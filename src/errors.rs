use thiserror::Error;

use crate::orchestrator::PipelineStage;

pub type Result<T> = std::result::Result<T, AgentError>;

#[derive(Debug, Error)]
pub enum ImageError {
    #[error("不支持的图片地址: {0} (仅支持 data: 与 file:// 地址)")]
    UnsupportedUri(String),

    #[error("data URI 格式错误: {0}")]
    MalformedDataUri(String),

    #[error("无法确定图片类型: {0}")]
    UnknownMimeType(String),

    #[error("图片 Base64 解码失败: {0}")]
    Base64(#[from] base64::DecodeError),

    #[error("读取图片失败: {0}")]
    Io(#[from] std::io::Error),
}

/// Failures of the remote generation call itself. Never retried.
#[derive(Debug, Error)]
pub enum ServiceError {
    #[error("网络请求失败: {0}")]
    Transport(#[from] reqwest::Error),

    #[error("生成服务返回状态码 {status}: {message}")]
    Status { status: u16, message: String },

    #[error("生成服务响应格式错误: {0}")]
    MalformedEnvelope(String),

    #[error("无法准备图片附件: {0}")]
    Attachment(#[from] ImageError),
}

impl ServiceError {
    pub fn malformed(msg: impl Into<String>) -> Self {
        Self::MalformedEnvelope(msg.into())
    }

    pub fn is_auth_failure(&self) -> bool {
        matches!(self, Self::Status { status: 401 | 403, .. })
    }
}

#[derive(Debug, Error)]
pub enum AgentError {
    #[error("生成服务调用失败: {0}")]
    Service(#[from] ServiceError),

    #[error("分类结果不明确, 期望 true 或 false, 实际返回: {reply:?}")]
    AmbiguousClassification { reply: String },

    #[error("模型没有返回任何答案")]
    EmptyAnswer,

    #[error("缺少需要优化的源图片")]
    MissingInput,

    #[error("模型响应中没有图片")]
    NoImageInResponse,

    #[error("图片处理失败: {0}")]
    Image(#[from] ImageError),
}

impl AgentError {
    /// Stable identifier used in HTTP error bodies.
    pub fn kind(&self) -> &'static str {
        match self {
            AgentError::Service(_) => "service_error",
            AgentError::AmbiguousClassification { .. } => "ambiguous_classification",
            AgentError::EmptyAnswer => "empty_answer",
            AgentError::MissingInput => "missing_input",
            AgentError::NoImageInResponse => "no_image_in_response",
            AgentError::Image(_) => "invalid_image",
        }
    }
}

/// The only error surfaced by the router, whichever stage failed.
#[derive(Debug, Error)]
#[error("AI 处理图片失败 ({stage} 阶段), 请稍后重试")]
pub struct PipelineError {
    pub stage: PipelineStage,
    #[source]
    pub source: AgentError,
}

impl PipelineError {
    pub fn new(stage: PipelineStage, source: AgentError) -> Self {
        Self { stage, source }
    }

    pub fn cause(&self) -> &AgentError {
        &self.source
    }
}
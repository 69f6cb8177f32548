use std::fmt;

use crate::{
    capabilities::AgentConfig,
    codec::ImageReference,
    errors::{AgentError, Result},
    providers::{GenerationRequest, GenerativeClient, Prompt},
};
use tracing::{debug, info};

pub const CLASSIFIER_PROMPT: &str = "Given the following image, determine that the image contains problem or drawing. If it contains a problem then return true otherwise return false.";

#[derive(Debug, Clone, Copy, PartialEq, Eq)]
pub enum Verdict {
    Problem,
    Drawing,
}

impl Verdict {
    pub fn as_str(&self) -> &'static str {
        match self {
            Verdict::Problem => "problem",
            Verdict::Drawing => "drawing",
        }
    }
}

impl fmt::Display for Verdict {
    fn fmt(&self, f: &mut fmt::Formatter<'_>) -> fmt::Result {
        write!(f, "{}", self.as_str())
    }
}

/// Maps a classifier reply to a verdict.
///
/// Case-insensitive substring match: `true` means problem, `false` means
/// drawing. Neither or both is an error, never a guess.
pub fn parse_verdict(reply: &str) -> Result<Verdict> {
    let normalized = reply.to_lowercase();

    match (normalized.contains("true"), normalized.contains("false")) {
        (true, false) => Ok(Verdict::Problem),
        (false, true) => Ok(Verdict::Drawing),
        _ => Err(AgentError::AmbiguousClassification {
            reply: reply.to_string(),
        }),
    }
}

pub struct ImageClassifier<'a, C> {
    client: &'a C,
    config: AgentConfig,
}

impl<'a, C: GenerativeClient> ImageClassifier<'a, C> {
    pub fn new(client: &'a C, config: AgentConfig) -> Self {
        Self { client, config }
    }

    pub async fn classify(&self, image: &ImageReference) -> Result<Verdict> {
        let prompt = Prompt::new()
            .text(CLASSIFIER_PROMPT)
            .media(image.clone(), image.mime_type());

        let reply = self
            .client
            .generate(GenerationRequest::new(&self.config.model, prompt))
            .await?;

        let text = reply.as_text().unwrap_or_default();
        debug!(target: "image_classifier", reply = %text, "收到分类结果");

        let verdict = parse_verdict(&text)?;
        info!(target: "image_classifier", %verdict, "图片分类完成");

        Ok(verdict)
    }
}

•••

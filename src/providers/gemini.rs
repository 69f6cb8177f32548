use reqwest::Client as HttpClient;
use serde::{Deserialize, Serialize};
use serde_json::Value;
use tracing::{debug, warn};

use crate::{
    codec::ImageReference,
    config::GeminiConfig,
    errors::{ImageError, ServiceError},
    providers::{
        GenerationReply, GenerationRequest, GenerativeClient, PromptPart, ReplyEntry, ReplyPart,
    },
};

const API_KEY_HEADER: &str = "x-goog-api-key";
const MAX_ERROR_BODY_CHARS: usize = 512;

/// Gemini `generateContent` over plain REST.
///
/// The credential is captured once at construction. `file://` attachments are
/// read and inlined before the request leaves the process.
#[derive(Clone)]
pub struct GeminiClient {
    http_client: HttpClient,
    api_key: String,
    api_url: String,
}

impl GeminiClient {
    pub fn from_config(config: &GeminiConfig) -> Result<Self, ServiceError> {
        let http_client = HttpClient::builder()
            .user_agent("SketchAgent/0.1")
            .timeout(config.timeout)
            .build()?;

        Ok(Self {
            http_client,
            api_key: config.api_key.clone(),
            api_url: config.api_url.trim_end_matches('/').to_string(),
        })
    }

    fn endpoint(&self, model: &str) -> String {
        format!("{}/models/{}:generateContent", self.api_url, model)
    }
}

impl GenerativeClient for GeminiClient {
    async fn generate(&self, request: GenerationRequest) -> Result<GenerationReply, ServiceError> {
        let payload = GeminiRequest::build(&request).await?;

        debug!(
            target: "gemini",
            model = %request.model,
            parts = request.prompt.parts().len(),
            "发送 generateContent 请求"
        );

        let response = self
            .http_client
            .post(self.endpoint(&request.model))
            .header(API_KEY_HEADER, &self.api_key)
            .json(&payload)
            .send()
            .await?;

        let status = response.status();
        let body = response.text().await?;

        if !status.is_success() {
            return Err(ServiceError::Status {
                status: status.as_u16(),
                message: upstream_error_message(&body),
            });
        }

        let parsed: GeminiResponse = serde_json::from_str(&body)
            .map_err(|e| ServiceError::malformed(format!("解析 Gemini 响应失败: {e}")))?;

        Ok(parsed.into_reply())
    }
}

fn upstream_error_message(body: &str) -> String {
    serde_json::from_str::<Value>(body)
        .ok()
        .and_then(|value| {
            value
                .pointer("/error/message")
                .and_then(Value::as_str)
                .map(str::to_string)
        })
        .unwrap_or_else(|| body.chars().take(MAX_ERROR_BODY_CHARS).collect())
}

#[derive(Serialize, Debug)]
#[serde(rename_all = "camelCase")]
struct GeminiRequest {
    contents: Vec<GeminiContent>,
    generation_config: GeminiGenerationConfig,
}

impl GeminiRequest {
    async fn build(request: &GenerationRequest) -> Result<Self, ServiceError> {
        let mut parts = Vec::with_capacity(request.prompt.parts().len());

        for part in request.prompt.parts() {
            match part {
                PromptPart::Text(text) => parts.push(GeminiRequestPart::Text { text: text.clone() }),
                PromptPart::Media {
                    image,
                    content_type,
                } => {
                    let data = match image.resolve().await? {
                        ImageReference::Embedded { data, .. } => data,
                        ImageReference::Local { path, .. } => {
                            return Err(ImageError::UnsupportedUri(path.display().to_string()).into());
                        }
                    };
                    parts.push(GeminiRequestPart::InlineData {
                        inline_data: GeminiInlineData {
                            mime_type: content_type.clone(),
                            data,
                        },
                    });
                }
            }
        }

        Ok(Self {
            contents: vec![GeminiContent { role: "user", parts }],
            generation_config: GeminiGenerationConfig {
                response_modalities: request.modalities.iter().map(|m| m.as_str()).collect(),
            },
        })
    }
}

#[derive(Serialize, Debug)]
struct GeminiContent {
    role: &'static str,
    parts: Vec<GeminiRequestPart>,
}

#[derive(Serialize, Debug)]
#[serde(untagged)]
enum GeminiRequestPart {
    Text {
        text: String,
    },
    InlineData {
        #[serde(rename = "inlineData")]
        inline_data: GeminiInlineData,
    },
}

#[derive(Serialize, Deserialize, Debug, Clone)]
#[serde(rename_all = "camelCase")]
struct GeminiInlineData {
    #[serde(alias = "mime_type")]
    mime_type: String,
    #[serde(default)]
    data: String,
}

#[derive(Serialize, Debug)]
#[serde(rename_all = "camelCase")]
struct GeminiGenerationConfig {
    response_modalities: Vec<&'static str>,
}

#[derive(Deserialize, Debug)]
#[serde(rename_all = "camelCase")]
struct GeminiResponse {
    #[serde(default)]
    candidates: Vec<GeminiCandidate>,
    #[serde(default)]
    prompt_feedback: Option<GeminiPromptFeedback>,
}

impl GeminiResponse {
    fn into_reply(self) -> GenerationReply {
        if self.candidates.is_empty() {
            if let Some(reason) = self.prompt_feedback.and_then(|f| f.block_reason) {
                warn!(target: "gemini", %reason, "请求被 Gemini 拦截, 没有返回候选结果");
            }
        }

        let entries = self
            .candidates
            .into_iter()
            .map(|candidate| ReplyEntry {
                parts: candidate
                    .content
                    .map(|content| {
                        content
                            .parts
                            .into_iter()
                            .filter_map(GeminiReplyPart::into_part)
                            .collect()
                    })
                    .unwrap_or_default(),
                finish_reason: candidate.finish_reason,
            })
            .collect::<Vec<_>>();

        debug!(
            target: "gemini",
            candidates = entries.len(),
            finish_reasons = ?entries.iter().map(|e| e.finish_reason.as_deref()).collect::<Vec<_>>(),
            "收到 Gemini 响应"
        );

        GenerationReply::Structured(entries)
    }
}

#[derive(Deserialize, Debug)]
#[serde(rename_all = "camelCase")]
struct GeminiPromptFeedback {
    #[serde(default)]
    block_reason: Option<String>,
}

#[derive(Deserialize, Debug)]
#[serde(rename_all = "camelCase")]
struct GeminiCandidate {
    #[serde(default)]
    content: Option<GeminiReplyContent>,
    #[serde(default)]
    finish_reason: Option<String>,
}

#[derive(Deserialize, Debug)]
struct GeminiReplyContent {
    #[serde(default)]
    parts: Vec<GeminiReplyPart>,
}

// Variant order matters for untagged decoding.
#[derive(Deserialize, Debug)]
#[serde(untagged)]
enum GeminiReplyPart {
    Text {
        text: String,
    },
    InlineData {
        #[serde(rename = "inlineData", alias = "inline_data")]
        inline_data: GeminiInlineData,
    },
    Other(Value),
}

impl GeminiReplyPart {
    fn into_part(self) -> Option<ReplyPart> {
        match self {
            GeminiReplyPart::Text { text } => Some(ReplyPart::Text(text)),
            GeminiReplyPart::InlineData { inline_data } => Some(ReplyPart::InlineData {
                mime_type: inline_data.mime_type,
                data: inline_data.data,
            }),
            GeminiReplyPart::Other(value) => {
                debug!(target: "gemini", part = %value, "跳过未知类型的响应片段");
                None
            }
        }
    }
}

•••

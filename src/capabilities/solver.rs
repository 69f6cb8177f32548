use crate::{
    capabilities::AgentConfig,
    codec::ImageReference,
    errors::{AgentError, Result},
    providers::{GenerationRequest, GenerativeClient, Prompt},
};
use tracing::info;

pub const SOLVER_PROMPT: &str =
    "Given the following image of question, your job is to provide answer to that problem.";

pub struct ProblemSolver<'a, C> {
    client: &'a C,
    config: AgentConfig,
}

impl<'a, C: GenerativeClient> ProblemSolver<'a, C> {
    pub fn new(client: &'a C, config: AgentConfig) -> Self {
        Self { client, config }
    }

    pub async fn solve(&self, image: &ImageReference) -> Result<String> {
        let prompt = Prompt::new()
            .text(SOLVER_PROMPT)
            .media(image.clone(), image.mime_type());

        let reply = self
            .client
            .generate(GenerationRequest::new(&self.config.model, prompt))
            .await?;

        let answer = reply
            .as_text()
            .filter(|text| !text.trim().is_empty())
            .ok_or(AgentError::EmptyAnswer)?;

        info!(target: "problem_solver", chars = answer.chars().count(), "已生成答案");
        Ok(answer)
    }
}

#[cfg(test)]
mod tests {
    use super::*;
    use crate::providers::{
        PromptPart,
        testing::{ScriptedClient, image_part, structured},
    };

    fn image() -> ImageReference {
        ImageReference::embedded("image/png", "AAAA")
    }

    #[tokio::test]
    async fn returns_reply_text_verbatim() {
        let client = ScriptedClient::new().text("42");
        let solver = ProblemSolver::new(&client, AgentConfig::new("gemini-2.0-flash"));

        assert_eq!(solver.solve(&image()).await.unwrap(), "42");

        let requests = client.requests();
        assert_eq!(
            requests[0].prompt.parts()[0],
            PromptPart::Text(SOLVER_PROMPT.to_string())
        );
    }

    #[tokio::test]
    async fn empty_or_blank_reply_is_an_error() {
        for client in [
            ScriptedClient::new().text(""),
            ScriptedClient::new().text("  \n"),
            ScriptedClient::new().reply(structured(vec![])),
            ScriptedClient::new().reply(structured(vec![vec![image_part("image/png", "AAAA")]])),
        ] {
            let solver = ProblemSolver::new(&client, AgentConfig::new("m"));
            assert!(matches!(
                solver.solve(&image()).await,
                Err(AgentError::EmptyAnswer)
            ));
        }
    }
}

•••

◆ WHAT THE TASK ASKS
When the line with "filename src/errors.rs" is reached in the data above, begin copying, and stop after the line with "pub fn is_auth_failure(&self)"; copy each line exactly, both ends included.

◆ ANSWER SPACE
filename src/errors.rs
use thiserror::Error;

use crate::orchestrator::PipelineStage;

pub type Result<T> = std::result::Result<T, AgentError>;

#[derive(Debug, Error)]
pub enum ImageError {
    #[error("不支持的图片地址: {0} (仅支持 data: 与 file:// 地址)")]
    UnsupportedUri(String),

    #[error("data URI 格式错误: {0}")]
    MalformedDataUri(String),

    #[error("无法确定图片类型: {0}")]
    UnknownMimeType(String),

    #[error("图片 Base64 解码失败: {0}")]
    Base64(#[from] base64::DecodeError),

    #[error("读取图片失败: {0}")]
    Io(#[from] std::io::Error),
}

/// Failures of the remote generation call itself. Never retried.
#[derive(Debug, Error)]
pub enum ServiceError {
    #[error("网络请求失败: {0}")]
    Transport(#[from] reqwest::Error),

    #[error("生成服务返回状态码 {status}: {message}")]
    Status { status: u16, message: String },

    #[error("生成服务响应格式错误: {0}")]
    MalformedEnvelope(String),

    #[error("无法准备图片附件: {0}")]
    Attachment(#[from] ImageError),
}

impl ServiceError {
    pub fn malformed(msg: impl Into<String>) -> Self {
        Self::MalformedEnvelope(msg.into())
    }

    pub fn is_auth_failure(&self) -> bool {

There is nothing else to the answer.